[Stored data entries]
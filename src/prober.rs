// Copyright (c) 2026 Bountyy Oy. All rights reserved.
// This software is proprietary and confidential.

/**
 * Bountyy Oy - Liveness Prober
 * HTTP reachability with DNS resolution fallback
 *
 * @copyright 2026 Bountyy Oy
 * @license Proprietary
 */

use std::sync::Arc;
use std::time::Duration;
use tracing::{debug, trace};

use crate::config::AppConfig;
use crate::dns_resolver::{build_resolver, DnsAnswer, DnsLookup};
use crate::errors::ScannerResult;
use crate::http_client::{HttpClient, ReachabilityCheck};
use crate::types::ProbeOutcome;

/// Whether an HTTP status proves the host exists.
///
/// Anything below 400 counts, redirects included, as do the auth-gated
/// 401 and 403.
pub fn is_live_status(status_code: u16) -> bool {
    status_code < 400 || status_code == 401 || status_code == 403
}

/// Determines liveness of one candidate from two independent signals
#[derive(Clone)]
pub struct LivenessProber {
    http: Arc<dyn ReachabilityCheck>,
    dns: Arc<dyn DnsLookup>,
    http_timeout: Duration,
    dns_timeout: Duration,
}

impl LivenessProber {
    pub fn new(
        http: Arc<dyn ReachabilityCheck>,
        dns: Arc<dyn DnsLookup>,
        http_timeout: Duration,
        dns_timeout: Duration,
    ) -> Self {
        Self {
            http,
            dns,
            http_timeout,
            dns_timeout,
        }
    }

    /// Prober backed by the real HTTP client and the configured resolver
    pub fn from_config(config: &AppConfig) -> ScannerResult<Self> {
        let http = Arc::new(HttpClient::from_config(&config.scanner)?);
        let dns = build_resolver(&config.dns)?;

        Ok(Self::new(
            http,
            dns,
            config.scanner.http_timeout(),
            config.dns.timeout(),
        ))
    }

    /// Probe `label.domain`. Never fails: every error path is inactive.
    pub async fn probe(&self, label: &str, domain: &str) -> ProbeOutcome {
        let fqdn = format!("{}.{}", label, domain);

        if self.http_signal(&fqdn).await {
            debug!("[OK] {} reachable over HTTP", fqdn);
            return ProbeOutcome::reachable();
        }

        if let Some(answer) = self.dns_signal(&fqdn).await {
            return match answer.address {
                Some(address) => {
                    debug!("[OK] {} resolves to {}", fqdn, address);
                    ProbeOutcome::resolved(address)
                }
                None => {
                    debug!("[OK] {} has a DNS answer without address data", fqdn);
                    ProbeOutcome::reachable()
                }
            };
        }

        trace!("{} inactive", fqdn);
        ProbeOutcome::inactive()
    }

    async fn http_signal(&self, fqdn: &str) -> bool {
        match tokio::time::timeout(self.http_timeout, self.http.head_status(fqdn)).await {
            Ok(Ok(status_code)) => {
                trace!("{} answered HTTP {}", fqdn, status_code);
                is_live_status(status_code)
            }
            Ok(Err(e)) => {
                trace!("HTTP check for {} gave no signal: {:#}", fqdn, e);
                false
            }
            Err(_) => {
                trace!("HTTP check for {} timed out after {:?}", fqdn, self.http_timeout);
                false
            }
        }
    }

    async fn dns_signal(&self, fqdn: &str) -> Option<DnsAnswer> {
        match tokio::time::timeout(self.dns_timeout, self.dns.lookup_a(fqdn)).await {
            Ok(Ok(answer)) => answer,
            Ok(Err(e)) => {
                trace!("DNS fallback for {} failed: {:#}", fqdn, e);
                None
            }
            Err(_) => {
                trace!("DNS fallback for {} timed out after {:?}", fqdn, self.dns_timeout);
                None
            }
        }
    }
}

#[cfg(test)]
mod tests {
    use super::*;
    use anyhow::Result;
    use async_trait::async_trait;
    use std::sync::atomic::{AtomicUsize, Ordering};

    struct FixedStatus(Option<u16>);

    #[async_trait]
    impl ReachabilityCheck for FixedStatus {
        async fn head_status(&self, _host: &str) -> Result<u16> {
            self.0.ok_or_else(|| anyhow::anyhow!("connection refused"))
        }
    }

    struct HangingHttp;

    #[async_trait]
    impl ReachabilityCheck for HangingHttp {
        async fn head_status(&self, _host: &str) -> Result<u16> {
            tokio::time::sleep(Duration::from_secs(3600)).await;
            Ok(200)
        }
    }

    struct HangingDns;

    #[async_trait]
    impl DnsLookup for HangingDns {
        async fn lookup_a(&self, _fqdn: &str) -> Result<Option<DnsAnswer>> {
            tokio::time::sleep(Duration::from_secs(3600)).await;
            Ok(Some(DnsAnswer::new("10.0.0.1")))
        }
    }

    #[derive(Default)]
    struct CountingDns {
        answer: Option<DnsAnswer>,
        fail: bool,
        calls: AtomicUsize,
    }

    #[async_trait]
    impl DnsLookup for CountingDns {
        async fn lookup_a(&self, _fqdn: &str) -> Result<Option<DnsAnswer>> {
            self.calls.fetch_add(1, Ordering::SeqCst);
            if self.fail {
                return Err(anyhow::anyhow!("SERVFAIL"));
            }
            Ok(self.answer.clone())
        }
    }

    fn prober(http: impl ReachabilityCheck + 'static, dns: Arc<CountingDns>) -> LivenessProber {
        LivenessProber::new(
            Arc::new(http),
            dns,
            Duration::from_millis(200),
            Duration::from_millis(200),
        )
    }

    #[test]
    fn test_live_status_rule() {
        for code in [200, 204, 301, 302, 307, 308, 399, 401, 403] {
            assert!(is_live_status(code), "{} should be live", code);
        }
        for code in [400, 402, 404, 405, 410, 429, 500, 502, 503] {
            assert!(!is_live_status(code), "{} should not be live", code);
        }
    }

    #[tokio::test]
    async fn test_http_success_short_circuits_dns() {
        let dns = Arc::new(CountingDns {
            answer: Some(DnsAnswer::new("10.0.0.1")),
            ..Default::default()
        });
        let outcome = prober(FixedStatus(Some(200)), dns.clone())
            .probe("www", "example.com")
            .await;

        assert_eq!(outcome, ProbeOutcome::reachable());
        assert_eq!(dns.calls.load(Ordering::SeqCst), 0);
    }

    #[tokio::test]
    async fn test_auth_gated_host_is_live() {
        let dns = Arc::new(CountingDns::default());
        let outcome = prober(FixedStatus(Some(403)), dns).probe("admin", "example.com").await;
        assert!(outcome.active);
        assert!(outcome.address.is_none());
    }

    #[tokio::test]
    async fn test_dns_fallback_after_http_failure() {
        let dns = Arc::new(CountingDns {
            answer: Some(DnsAnswer::new("93.184.216.34")),
            ..Default::default()
        });
        let outcome = prober(FixedStatus(None), dns.clone()).probe("mail", "example.com").await;

        assert_eq!(outcome, ProbeOutcome::resolved("93.184.216.34"));
        assert_eq!(dns.calls.load(Ordering::SeqCst), 1);
    }

    #[tokio::test]
    async fn test_dns_fallback_after_error_status() {
        let dns = Arc::new(CountingDns {
            answer: Some(DnsAnswer::new("10.1.2.3")),
            ..Default::default()
        });
        let outcome = prober(FixedStatus(Some(404)), dns).probe("old", "example.com").await;
        assert_eq!(outcome.address.as_deref(), Some("10.1.2.3"));
    }

    #[tokio::test]
    async fn test_http_timeout_falls_back_to_dns() {
        let dns = Arc::new(CountingDns {
            answer: Some(DnsAnswer::new("10.9.9.9")),
            ..Default::default()
        });
        let outcome = prober(HangingHttp, dns).probe("slow", "example.com").await;
        assert_eq!(outcome, ProbeOutcome::resolved("10.9.9.9"));
    }

    #[tokio::test]
    async fn test_dns_fallback_is_bounded_by_deadline() {
        let prober = LivenessProber::new(
            Arc::new(FixedStatus(None)),
            Arc::new(HangingDns),
            Duration::from_millis(100),
            Duration::from_millis(200),
        );

        let started = std::time::Instant::now();
        let outcome = prober.probe("ns", "example.com").await;
        let elapsed = started.elapsed();

        assert_eq!(outcome, ProbeOutcome::inactive());
        assert!(elapsed >= Duration::from_millis(200));
        assert!(elapsed < Duration::from_secs(2), "took {:?}", elapsed);
    }

    #[tokio::test]
    async fn test_dns_answer_without_data_is_active() {
        let dns = Arc::new(CountingDns {
            answer: Some(DnsAnswer::without_data()),
            ..Default::default()
        });
        let outcome = prober(FixedStatus(None), dns).probe("mx", "example.com").await;
        assert_eq!(outcome, ProbeOutcome::reachable());
    }

    #[tokio::test]
    async fn test_every_signal_failing_is_inactive() {
        let dns = Arc::new(CountingDns {
            fail: true,
            ..Default::default()
        });
        let outcome = prober(FixedStatus(None), dns).probe("ghost", "example.com").await;
        assert_eq!(outcome, ProbeOutcome::inactive());
    }

    #[tokio::test]
    async fn test_empty_dns_answer_is_inactive() {
        let dns = Arc::new(CountingDns::default());
        let outcome = prober(FixedStatus(Some(500)), dns).probe("ghost", "example.com").await;
        assert!(!outcome.active);
    }
}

◆ TASK REQUIREMENTS ◆
Look over the records above and copy each line that includes the string "DnsLookup".

◆ RESPONSE AREA ◆
use crate::dns_resolver::{build_resolver, DnsAnswer, DnsLookup};
    dns: Arc<dyn DnsLookup>,
        dns: Arc<dyn DnsLookup>,
    impl DnsLookup for HangingDns {
    impl DnsLookup for CountingDns {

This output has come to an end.